COVID-19: Mini-pupillages move online
Much like the virtual vacation schemes now being offered by corporate law firms
Mini-pupillage at a number of chambers has moved online.
This comes after we reported that some sets have shelved their schemes until further notice due to coronavirus.
4 Pump Court opened its (virtual) doors to 16 mini-pupils for one day this month. The group took part in two discussions featuring the chambers’ most junior tenant, its joint head of chambers, joint head of pupillage and a member of its clerking team.
In between, the mini-pupils were each paired with a junior member of chambers: first for a chat about chambers and their career aspirations; and then for an exercise on remote advocacy. The virtual format enabled one mini-pupil to tune in from as far as New Zealand to participate in the paired sessions earlier in the week at a more convenient time.
4 Pump Court hopes to resume in-person minis from the autumn. The barrister ‘supervisors’ felt the format allowed for more focused discussion during the remote one-to-one sessions compared to a traditional mini-pupillage. It also exposed the mini-pupils to more members of chambers at a wider range of seniorities, they found.
Landmark Chambers will similarly welcome mini-pupils to its set, albeit online. The planning and environmental law specialist is piloting a virtual mini-pupillage scheme this week for some of the applicants from its last application round.

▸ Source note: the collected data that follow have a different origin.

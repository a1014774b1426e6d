use chrono::{DateTime, FixedOffset};

/// Signed seconds from `start` to `end`. An `end` before `start` yields a
/// negative value.
pub fn elapsed_seconds(start: &DateTime<FixedOffset>, end: &DateTime<FixedOffset>) -> f64 {
    #[allow(clippy::cast_precision_loss)]
    let millis = end.signed_duration_since(*start).num_milliseconds() as f64;
    millis / 1000.0
}

/// Arithmetic mean rounded to one decimal place, or `0.0` when empty.
pub fn average(durations: &[f64]) -> f64 {
    if durations.is_empty() {
        return 0.0;
    }

    #[allow(clippy::cast_precision_loss)]
    let mean = durations.iter().sum::<f64>() / durations.len() as f64;
    round_to_tenth(mean)
}

fn round_to_tenth(value: f64) -> f64 {
    (value * 10.0).round() / 10.0
}
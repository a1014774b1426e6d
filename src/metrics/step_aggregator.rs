use indexmap::IndexMap;

use crate::models::{Conclusion, Run};

#[derive(Debug, Clone, PartialEq)]
pub struct StepStats {
    pub name: String,
    pub success_count: usize,
    pub failure_count: usize,
    pub total_count: usize,
}

impl StepStats {
    fn new(name: &str) -> Self {
        Self {
            name: name.to_string(),
            success_count: 0,
            failure_count: 0,
            total_count: 0,
        }
    }

    /// Anything other than `success` counts as a failure for steps.
    fn record(&mut self, conclusion: &Conclusion) {
        self.total_count += 1;
        if conclusion.is_success() {
            self.success_count += 1;
        } else {
            self.failure_count += 1;
        }
    }

    pub fn failure_ratio(&self) -> f64 {
        ratio(self.failure_count, self.total_count)
    }

    pub fn success_ratio(&self) -> f64 {
        ratio(self.success_count, self.total_count)
    }
}

#[allow(clippy::cast_precision_loss)]
fn ratio(count: usize, total: usize) -> f64 {
    if total == 0 {
        return 0.0;
    }
    count as f64 / total as f64
}

/// Per-step-name outcome counters across every run, keyed by exact name in
/// first-seen order. Run order does not affect the counts.
pub fn aggregate_steps(runs: &[Run]) -> IndexMap<String, StepStats> {
    runs.iter()
        .flat_map(|run| run.steps.iter())
        .fold(IndexMap::new(), |mut stats, step| {
            stats
                .entry(step.name.clone())
                .or_insert_with(|| StepStats::new(&step.name))
                .record(&step.conclusion);
            stats
        })
}
mod auth;
mod cli;
mod error;
mod insights;
mod metrics;
mod models;
mod providers;

use anyhow::Result;
use clap::Parser;
use cli::Cli;
use log::info;

#[tokio::main]
async fn main() -> Result<()> {
    env_logger::init();

    let cli = Cli::parse();
    info!("Starting runlens - CI workflow run statistics");
    cli.execute().await?;

    Ok(())
}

Over the course of two days mini-pupils will be supervised and complete work with feedback provided over Skype. Throughout these days the pupillage committee will check in with mini-pupils to answer any questions they might have and to find out more about life as a pupil or baby junior. To conclude the week, the mini-pupils will come together for a virtual coffee and webinars delivered by senior members from chambers.
Falcon Chambers held a virtual mini-pupillage via Zoom last month. Four members of chambers of varying levels of seniority and a senior member from its clerking team joined 37 mini-pupils for a series of talks. The talks provided “a taster of life at the bar and in chambers” and “the opportunity to have their most pressing questions answered”. They aimed to replicate what would ordinarily be given to mini-pupils over the course of their time in chambers.

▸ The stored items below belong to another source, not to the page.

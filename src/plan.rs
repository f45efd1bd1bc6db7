//! # Execution Plan
//!
//! The planner fuses a dataflow graph into [`StepGroup`]s (steps that run in one
//! place to avoid intermediate disk writes) and [`TaskGroup`]s (the physical
//! units the scheduler dispatches). The driver consumes the result as a
//! read-only [`ExecutionPlan`].
//!
//! Entity IDs are dense: the step with ID `n` lives at `steps[n]`, and the same
//! holds for step groups and task groups. The status tree relies on this to
//! address records by ID without reallocating.

use serde::{Deserialize, Serialize};
use std::collections::HashMap;
use std::path::Path;
use thiserror::Error;
use tracing::info;

pub type StepId = usize;
pub type StepGroupId = usize;
pub type TaskGroupId = usize;
pub type DatasetId = usize;

#[derive(Debug, Error)]
pub enum PlanError {
    #[error("Plan has no task groups")]
    NoTaskGroups,

    #[error("{kind} at index {index} has id {id}; ids must equal their position")]
    IdMismatch {
        kind: &'static str,
        index: usize,
        id: usize,
    },

    #[error("Step group {step_group} references unknown step {step}")]
    UnknownStep { step_group: StepGroupId, step: StepId },

    #[error("Step group {step_group} references unknown parent {parent}")]
    UnknownParent {
        step_group: StepGroupId,
        parent: StepGroupId,
    },

    #[error("Step {step} belongs to more than one step group")]
    StepInMultipleGroups { step: StepId },

    #[error("Step group {step_group} is part of a dependency cycle")]
    Cycle { step_group: StepGroupId },

    #[error("Task group {task_group} references unknown step group {step_group}")]
    UnknownStepGroup {
        task_group: TaskGroupId,
        step_group: StepGroupId,
    },

    #[error("Step group {step_group} is claimed by more than one task group")]
    StepGroupClaimedTwice { step_group: StepGroupId },

    #[error("Task group {task_group} has no tasks")]
    EmptyTaskGroup { task_group: TaskGroupId },

    #[error("Task group {task_group} tasks do not match the steps of step group {step_group}")]
    TaskStepMismatch {
        task_group: TaskGroupId,
        step_group: StepGroupId,
    },

    #[error("Failed to read plan: {0}")]
    Io(#[from] std::io::Error),

    #[error("Failed to parse plan: {0}")]
    Parse(#[from] serde_json::Error),
}

/// One named atomic operation producing one output dataset
#[derive(Debug, Clone, PartialEq, Eq, Serialize, Deserialize)]
pub struct Step {
    pub id: StepId,
    pub name: String,
    pub output_dataset_id: DatasetId,
}

/// Fused steps that run in one physical location
#[derive(Debug, Clone, PartialEq, Eq, Serialize, Deserialize)]
pub struct StepGroup {
    pub id: StepGroupId,
    /// Steps in execution order
    pub step_ids: Vec<StepId>,
    #[serde(default)]
    pub parent_ids: Vec<StepGroupId>,
}

/// One unit of opaque work run by an agent
#[derive(Debug, Clone, PartialEq, Eq, Serialize, Deserialize)]
pub struct Task {
    pub step_id: StepId,
    pub name: String,
}

/// The physical dispatch unit derived from a step group
#[derive(Debug, Clone, PartialEq, Eq, Serialize, Deserialize)]
pub struct TaskGroup {
    pub id: TaskGroupId,
    pub step_group_id: StepGroupId,
    pub tasks: Vec<Task>,
}

impl TaskGroup {
    pub fn step_ids(&self) -> impl Iterator<Item = StepId> + '_ {
        self.tasks.iter().map(|task| task.step_id)
    }
}

#[derive(Debug, Clone, Default, PartialEq, Eq, Serialize, Deserialize)]
pub struct ExecutionPlan {
    #[serde(default)]
    pub name: String,
    pub steps: Vec<Step>,
    pub step_groups: Vec<StepGroup>,
    pub task_groups: Vec<TaskGroup>,
}

impl ExecutionPlan {
    /// Read a JSON plan from disk and validate it
    pub fn load(path: impl AsRef<Path>) -> Result<Self, PlanError> {
        let raw = std::fs::read_to_string(path)?;
        let plan: ExecutionPlan = serde_json::from_str(&raw)?;
        plan.validate()?;
        Ok(plan)
    }

    pub fn step(&self, id: StepId) -> Option<&Step> {
        self.steps.get(id)
    }

    pub fn step_group(&self, id: StepGroupId) -> Option<&StepGroup> {
        self.step_groups.get(id)
    }

    pub fn task_group(&self, id: TaskGroupId) -> Option<&TaskGroup> {
        self.task_groups.get(id)
    }

    /// Last step of a step group; its output feeds the group's children
    pub fn last_step(&self, step_group: &StepGroup) -> Option<&Step> {
        step_group.step_ids.last().and_then(|id| self.step(*id))
    }

    /// Output datasets produced by a task group's steps
    pub fn output_datasets(&self, task_group: &TaskGroup) -> Vec<DatasetId> {
        task_group
            .step_ids()
            .filter_map(|id| self.step(id))
            .map(|step| step.output_dataset_id)
            .collect()
    }

    /// Check structural invariants. Planning errors are fatal before any dispatch.
    pub fn validate(&self) -> Result<(), PlanError> {
        if self.task_groups.is_empty() {
            return Err(PlanError::NoTaskGroups);
        }

        for (index, step) in self.steps.iter().enumerate() {
            if step.id != index {
                return Err(PlanError::IdMismatch { kind: "step", index, id: step.id });
            }
        }

        let mut step_owner: HashMap<StepId, StepGroupId> = HashMap::new();
        for (index, group) in self.step_groups.iter().enumerate() {
            if group.id != index {
                return Err(PlanError::IdMismatch { kind: "step group", index, id: group.id });
            }
            for &step in &group.step_ids {
                if step >= self.steps.len() {
                    return Err(PlanError::UnknownStep { step_group: group.id, step });
                }
                if step_owner.insert(step, group.id).is_some() {
                    return Err(PlanError::StepInMultipleGroups { step });
                }
            }
            for &parent in &group.parent_ids {
                if parent >= self.step_groups.len() {
                    return Err(PlanError::UnknownParent { step_group: group.id, parent });
                }
            }
        }

        check_acyclic(&self.step_groups)?;

        let mut claimed = vec![false; self.step_groups.len()];
        for (index, task_group) in self.task_groups.iter().enumerate() {
            if task_group.id != index {
                return Err(PlanError::IdMismatch { kind: "task group", index, id: task_group.id });
            }
            let step_group = self.step_group(task_group.step_group_id).ok_or(
                PlanError::UnknownStepGroup {
                    task_group: task_group.id,
                    step_group: task_group.step_group_id,
                },
            )?;
            if std::mem::replace(&mut claimed[step_group.id], true) {
                return Err(PlanError::StepGroupClaimedTwice { step_group: step_group.id });
            }
            if task_group.tasks.is_empty() {
                return Err(PlanError::EmptyTaskGroup { task_group: task_group.id });
            }
            if !task_group.step_ids().eq(step_group.step_ids.iter().copied()) {
                return Err(PlanError::TaskStepMismatch {
                    task_group: task_group.id,
                    step_group: step_group.id,
                });
            }
        }

        Ok(())
    }

    /// Step groups by topological layer: roots first, every group strictly
    /// after all of its parents
    pub fn layers(&self) -> Vec<Vec<StepGroupId>> {
        topological_layers(self.step_groups.len(), |id| {
            self.step_groups[id].parent_ids.as_slice()
        })
    }

    pub fn log_execution_plan(&self) {
        info!(
            plan = %self.name,
            steps = self.steps.len(),
            step_groups = self.step_groups.len(),
            task_groups = self.task_groups.len(),
            "🗺️ DRIVER: Execution plan"
        );
        for (layer, ids) in self.layers().iter().enumerate() {
            for &id in ids {
                let group = &self.step_groups[id];
                let steps: Vec<&str> = group
                    .step_ids
                    .iter()
                    .filter_map(|step| self.step(*step))
                    .map(|step| step.name.as_str())
                    .collect();
                info!(
                    layer = layer,
                    step_group = id,
                    parents = ?group.parent_ids,
                    steps = ?steps,
                    "  step group"
                );
            }
        }
    }
}

fn check_acyclic(groups: &[StepGroup]) -> Result<(), PlanError> {
    let (_, cyclic) = kahn_layers(groups.len(), |id| groups[id].parent_ids.as_slice());
    match cyclic.first() {
        Some(&step_group) => Err(PlanError::Cycle { step_group }),
        None => Ok(()),
    }
}

/// Layer step groups given a parent lookup. A group's layer is the length of
/// the longest parent chain above it. Groups on a cycle are left out.
pub fn topological_layers<'a, F>(count: usize, parents: F) -> Vec<Vec<usize>>
where
    F: Fn(usize) -> &'a [usize],
{
    kahn_layers(count, parents).0
}

/// Iterative Kahn pass, one frontier per layer. Returns the layers and the
/// ids that never reached zero in-degree, ascending.
fn kahn_layers<'a, F>(count: usize, parents: F) -> (Vec<Vec<usize>>, Vec<usize>)
where
    F: Fn(usize) -> &'a [usize],
{
    let mut in_degree = vec![0usize; count];
    let mut children: Vec<Vec<usize>> = vec![Vec::new(); count];
    for (id, degree) in in_degree.iter_mut().enumerate() {
        for &parent in parents(id).iter().filter(|&&parent| parent < count) {
            *degree += 1;
            children[parent].push(id);
        }
    }

    let mut layers: Vec<Vec<usize>> = Vec::new();
    let mut frontier: Vec<usize> = (0..count).filter(|&id| in_degree[id] == 0).collect();
    while !frontier.is_empty() {
        let mut next = Vec::new();
        for &id in &frontier {
            for &child in &children[id] {
                in_degree[child] -= 1;
                if in_degree[child] == 0 {
                    next.push(child);
                }
            }
        }
        next.sort_unstable();
        layers.push(std::mem::replace(&mut frontier, next));
    }

    let cyclic = (0..count).filter(|&id| in_degree[id] > 0).collect();
    (layers, cyclic)
}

A spokesperson from the set, which specialises in property law, said “we are already planning more online sessions, so watch this space!”
A mini-pupillage is a work experience placement for budding barristers to experience life in chambers. During a placement, which typically last from around a few days to a week and tend to align with court terms, they might attend court, assist with drafting or sit in on conferences with clients.
Given the current public health pandemic and the government’s advice to socially distance ourselves as well as work from home where possible, it’s understandable that some chambers have had to put their work experience programmes on hold or come up with new ways to inspire their future pupil barristers — much like the virtual vacation schemes now being offered by corporate law firms.